A notable element of the September jobs report being picked up by economists is the shrinking level of employment in the government sector, which reflects the stresses U.S. public bodies are coming under and could highlight a pressing need for further stimulus.
"Government employment fell 216k, highlighting the strains on state and local government due to the pandemic having hurt tax revenues and contributing to a significant increase in expenditure. Given most have to balance their books this is why we are hearing many calls for more federal financial support," says James Knightley, Chief International Economist at ING Bank.
Currently Republicans and Democrats are unable to reach agreement on a new stimulus package, highlighting just how political risks are starting to reflect on the real economy.
"While the U.S. labour market continues to improve, the momentum is clearly slowing. Although this is partly explained by the shift in government employment, it is more worrying to see the labour force shrink despite jobless benefits expiring, possibly reflecting businesses having to let people go now that the pandemic funding programs have expired," says Magne Østnor, an economist at DNB Markets.

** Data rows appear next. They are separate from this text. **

impl EventHistory for SqliteStore<'_> {
    fn last_admitted_at(
        &self,
        subject: &SubjectKey,
        kind: EventKind,
        worker_key: Option<&str>,
    ) -> Result<Option<NaiveDateTime>> {
        let latest: Option<String> = self.conn.query_row(
            "SELECT MAX(created_at) FROM persisted_records
             WHERE company = ?1 AND first_name = ?2 AND last_name1 = ?3 AND last_name2 = ?4
               AND kind = ?5 AND (?6 IS NULL OR worker_key = ?6)",
            params![
                subject.company,
                subject.first_name,
                subject.last_name1,
                subject.last_name2,
                kind.as_str(),
                worker_key,
            ],
            |row| row.get(0),
        )?;
        parse_optional_timestamp(latest)
    }

    fn last_finalized_at(&self, subject: &SubjectKey, kind: EventKind) -> Result<Option<NaiveDateTime>> {
        let latest: Option<String> = self.conn.query_row(
            "SELECT MAX(created_at) FROM persisted_records
             WHERE company = ?1 AND first_name = ?2 AND last_name1 = ?3 AND last_name2 = ?4
               AND kind = ?5 AND processed = 1",
            params![
                subject.company,
                subject.first_name,
                subject.last_name1,
                subject.last_name2,
                kind.as_str(),
            ],
            |row| row.get(0),
        )?;
        parse_optional_timestamp(latest)
    }
}

impl PersistenceBoundary for SqliteStore<'_> {
    fn persist_admitted(&self, record: &PersistedRecord) -> Result<i64> {
        let tx = self.conn.unchecked_transaction()?;

        let subject_id = insert_record(&tx, record).context("Failed to insert persisted record")?;
        let entry = LedgerEntry {
            fingerprint: record.fingerprint.clone(),
            subject_id,
            created_at: record.created_at,
            personnel_number: record.personnel_number.clone(),
        };
        match insert_ledger_entry(&tx, &entry) {
            Ok(()) => {}
            // Dropping the transaction rolls back the record insert
            Err(e) if is_constraint_violation(&e) => {
                return Err(SyncError::DuplicateFingerprint(record.fingerprint.to_string()).into());
            }
            Err(e) => return Err(e.into()),
        }

        record_audit(
            &tx,
            &AuditEntry::for_record(
                AuditAction::WorkerEventAdmitted,
                subject_id,
                serde_json::json!({
                    "kind": record.kind.as_str(),
                    "worker_key": record.worker_key,
                    "created_at": format_timestamp(&record.created_at),
                }),
            ),
        )?;

        tx.commit()?;
        Ok(subject_id)
    }
}

// ============================================================================
// REMOTE MIRROR
// ============================================================================

/// Replace every mirrored row of `entity` in one transaction
pub fn replace_mirror(conn: &Connection, entity: &str, records: &[RemoteRecord]) -> Result<usize> {
    let tx = conn.unchecked_transaction()?;
    tx.execute("DELETE FROM mirror_records WHERE entity = ?1", params![entity])?;

    let refreshed_at = Utc::now().to_rfc3339();
    for (position, record) in records.iter().enumerate() {
        let payload = serde_json::to_string(record)?;
        tx.execute(
            "INSERT INTO mirror_records (entity, position, payload, refreshed_at)
             VALUES (?1, ?2, ?3, ?4)",
            params![entity, position as i64, payload, refreshed_at],
        )?;
    }

    tx.commit()?;
    Ok(records.len())
}

pub fn load_mirror(conn: &Connection, entity: &str) -> Result<Vec<RemoteRecord>> {
    let mut stmt = conn.prepare(
        "SELECT payload FROM mirror_records WHERE entity = ?1 ORDER BY position",
    )?;
    let payloads = stmt
        .query_map(params![entity], |row| row.get::<_, String>(0))?
        .collect::<Result<Vec<_>, _>>()?;

    payloads
        .iter()
        .map(|p| serde_json::from_str(p).context("Corrupt mirror payload"))
        .collect()
}

// ============================================================================
// AUDIT TRAIL
// ============================================================================

/// Append `entry` to the audit log and return its row id
pub fn record_audit(conn: &Connection, entry: &AuditEntry) -> Result<i64> {
    let (entity, record_id) = match &entry.subject {
        AuditSubject::Entity(name) => (Some(name.as_str()), None),
        AuditSubject::Record(id) => (None, Some(*id)),
    };

    conn.execute(
        "INSERT INTO audit_log (action, entity, record_id, run_id, recorded_at, detail)
         VALUES (?1, ?2, ?3, ?4, ?5, ?6)",
        params![
            entry.action.as_str(),
            entity,
            record_id,
            entry.run_id,
            format_timestamp(&entry.recorded_at),
            serde_json::to_string(&entry.detail)?,
        ],
    )?;

    Ok(conn.last_insert_rowid())
}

The jobs data has been somewhat overshadowed by news U.S. President Donald Trump has tested positive for covid-19, which has injected a fresh dose of uncertainty into the market which is in turn being reflected by a stronger Dollar and weaker stock markets.
Trump's diagnosis comes as political betting odds signal a shrinking chance he will win re-election, and a much higher probability of a Democrat sweep of Congress and the Presidency.
"Markets are of the same view with steep equity future falls presumably on fears that such an election outcome will heighten the chances of more taxes and regulation that will hurt corporate profitability," says Knightley. "However, we would argue that this scenario would offer a greater chance of a swift agreement on a meaningful fiscal stimulus early next year that could boost the outlook for US growth."
ING economists doubt that regulations and taxes would be hiked immediately given the challenge this would pose for corporate America at a time of immense Covid-19 stress, which would be detrimental for jobs.
"We see this more as a 2022/23 story, so in an environment of stronger fiscal stimulus fuelled growth over the next couple of years, this may not necessary," says Knightly.